Purchasing an off the plan apartment is a fantastic way to enter the property market, comfortably downsize, or to embrace the amenity-rich lifestyle of apartment living. 

Many Australians are moving away from detached family homes in favour of apartment living, and governing bodies are updating legislation in order to ensure that the many positives involved in the process are not overshadowed by potential negatives. 

In order to make sure that all stakeholders in the process maintain the standards of transparency and service that many of the best developers have successfully maintained for years, the NSW state government has introduced new laws aiming to protect and empower buyers entering into an off the plan purchase. 

Here’s what you need to know:

All of the below key reforms relate to contracts entered into on or after 1st December 2019.

Increased contract transparency

Through the introduction of Disclosure Statements – i.e. a document outlining what the NSW government deems to be the main or more confusing points of the contract after their thorough review – buyers will be able to more easily understand the key points of their contract. 

You can view an example of this disclosure statement here. It covers points like the sunset clause (click here for our explanation of how this clause works), if there are any additional fees or charges beyond the deposit and settlement payments, if development approval has been obtained by the developer, expected construction commencement and completion dates, any on-going owners corporation or strata fees, and other such key information.

Notification of changes

Moving forward, if a developer plans to make changes to a ‘material particular’ (meaning an aspect of the development pertaining to the physical construction or appearance of the dwellings), which a buyer can prove would have meant they would not have entered into the initial contract, the contract can be terminated. Alternatively, the buyer can seek compensation of up to 2 percent of the sale price, but if compensation is awarded the contract can no longer be terminated under this new section of the legislation.  

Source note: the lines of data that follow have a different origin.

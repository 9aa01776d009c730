//! Token source contract shared by every chat strategy, plus the concrete
//! sources the workspace ships: an OpenAI-compatible adapter built on rig and
//! a scripted source for tests and offline sessions.

use std::sync::Arc;

mod provider;
mod rig_adapter;
mod scripted;

pub use provider::{
    ABORT_ERROR_NAME, BoxFuture, ProviderAttachment, ProviderConfig, ProviderError,
    ProviderEventStream, ProviderMessage, ProviderResult, ProviderStreamHandle, ProviderWorker,
    ReasoningConfig, ReasoningEffort, Role, SourceCitation, StreamCanceller, StreamFailure,
    StreamRequest, TokenEvent, TokenSource, make_event_stream,
};
pub use rig_adapter::{DEFAULT_OPENAI_MODEL, RIG_OPENAI_PROVIDER_ID, RigTokenSource};
pub use scripted::{SCRIPTED_PROVIDER_ID, ScriptStep, ScriptedTokenSource};

pub fn create_token_source(mut config: ProviderConfig) -> ProviderResult<Arc<dyn TokenSource>> {
    if config.provider_id.trim().is_empty() {
        config.provider_id = RIG_OPENAI_PROVIDER_ID.to_string();
    }

    match config.provider_id.as_str() {
        "openai" | "rig-openai" => {
            config.provider_id = RIG_OPENAI_PROVIDER_ID.to_string();
            Ok(Arc::new(RigTokenSource::new(config)))
        }
        SCRIPTED_PROVIDER_ID => Ok(Arc::new(ScriptedTokenSource::echo())),
        _ => Err(ProviderError::UnsupportedProvider {
            stage: "create-token-source",
            provider_id: config.provider_id,
        }),
    }
}
//! Mapping between backend documents and the UI message model.

use parley_storage::{DurableMessage, MessageRole};
use serde::Deserialize;
use serde_json::Value;

use super::message::{ChatMessage, FinishReason, MessageId, MessageMetadata, Role};

#[derive(Debug, Clone, PartialEq, Eq)]
pub struct StreamingMessageRef {
    pub id: MessageId,
    pub is_streaming: bool,
}

pub fn convert_server_message(document: &DurableMessage) -> ChatMessage {
    ChatMessage {
        id: document.id.clone(),
        role: Role::from(document.role),
        content: document.content.clone(),
        reasoning: document.reasoning.clone(),
        citations: document.citations.clone(),
        attachments: document.attachments.clone(),
        model: document.model.clone(),
        provider: document.provider.clone(),
        parent_id: document.parent_id.clone(),
        is_main_branch: document.is_main_branch,
        metadata: document
            .metadata
            .as_ref()
            .and_then(|metadata| decode_metadata(&document.id, metadata)),
        created_at: document
            .created_at
            .unwrap_or(document.creation_time as i64),
    }
}

pub fn convert_server_messages(documents: &[DurableMessage]) -> Vec<ChatMessage> {
    documents.iter().map(convert_server_message).collect()
}

/// Accepts a bare array or a paginated `{ "page": [...] }` envelope.
pub fn extract_messages_array(value: &Value) -> Vec<DurableMessage> {
    let items = match value {
        Value::Array(items) => items,
        Value::Object(envelope) => match envelope.get("page") {
            Some(Value::Array(items)) => items,
            _ => return Vec::new(),
        },
        _ => return Vec::new(),
    };

    items
        .iter()
        .filter_map(|item| match DurableMessage::deserialize(item) {
            Ok(document) => Some(document),
            Err(error) => {
                tracing::warn!(error = %error, "skipping undecodable message document");
                None
            }
        })
        .collect()
}

pub fn is_durable_message_streaming(document: &DurableMessage) -> bool {
    document.role == MessageRole::Assistant
        && document
            .status
            .as_ref()
            .is_some_and(|status| status.is_in_progress())
        && !document
            .metadata
            .as_ref()
            .is_some_and(raw_metadata_is_terminal)
}

pub fn is_message_streaming(message: &ChatMessage, is_generating: bool) -> bool {
    message.role == Role::Assistant
        && is_generating
        && matches!(message.finish_reason(), None | Some(FinishReason::Streaming))
}

pub fn find_streaming_message(value: &Value) -> Option<StreamingMessageRef> {
    extract_messages_array(value)
        .into_iter()
        .find(is_durable_message_streaming)
        .map(|document| StreamingMessageRef {
            id: document.id,
            is_streaming: true,
        })
}

fn decode_metadata(id: &MessageId, metadata: &Value) -> Option<MessageMetadata> {
    if !metadata.is_object() {
        tracing::debug!(message_id = %id, "dropping non-object message metadata");
        return None;
    }
    MessageMetadata::deserialize(metadata)
        .map_err(|error| {
            tracing::debug!(message_id = %id, error = %error, "dropping undecodable message metadata");
        })
        .ok()
}

// Reads raw fields so a document with partly malformed metadata is still classified.
fn raw_metadata_is_terminal(metadata: &Value) -> bool {
    let finished = metadata
        .get("finishReason")
        .and_then(Value::as_str)
        .is_some_and(|reason| FinishReason::from(reason).is_terminal());
    let stopped = metadata.get("stopped").and_then(Value::as_bool) == Some(true);
    finished || stopped
}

This puts more power in the hands of the purchaser, as it can often be nerve-wracking entering into a contract of sale for a home that you are not able to physically inspect. These new Notification of Changes laws aim to provide peace of mind that buyers understand and agree with the end result of the project and receive regular updates throughout the process.

The cooling off period 

When purchasing an existing dwelling, the cooling off period is 5 days after signing the contract. This period has now been extended to 10 days for off the plan purchases, which recognises these contracts are often lengthier and more complex than those for existing dwellings. 

Deposit money

From the 1st December 2019, all deposits for off the plan purchases must be held in a trust or controlled money account during the contract period. This protects buyers from losing their deposit in the event of the developer’s insolvency.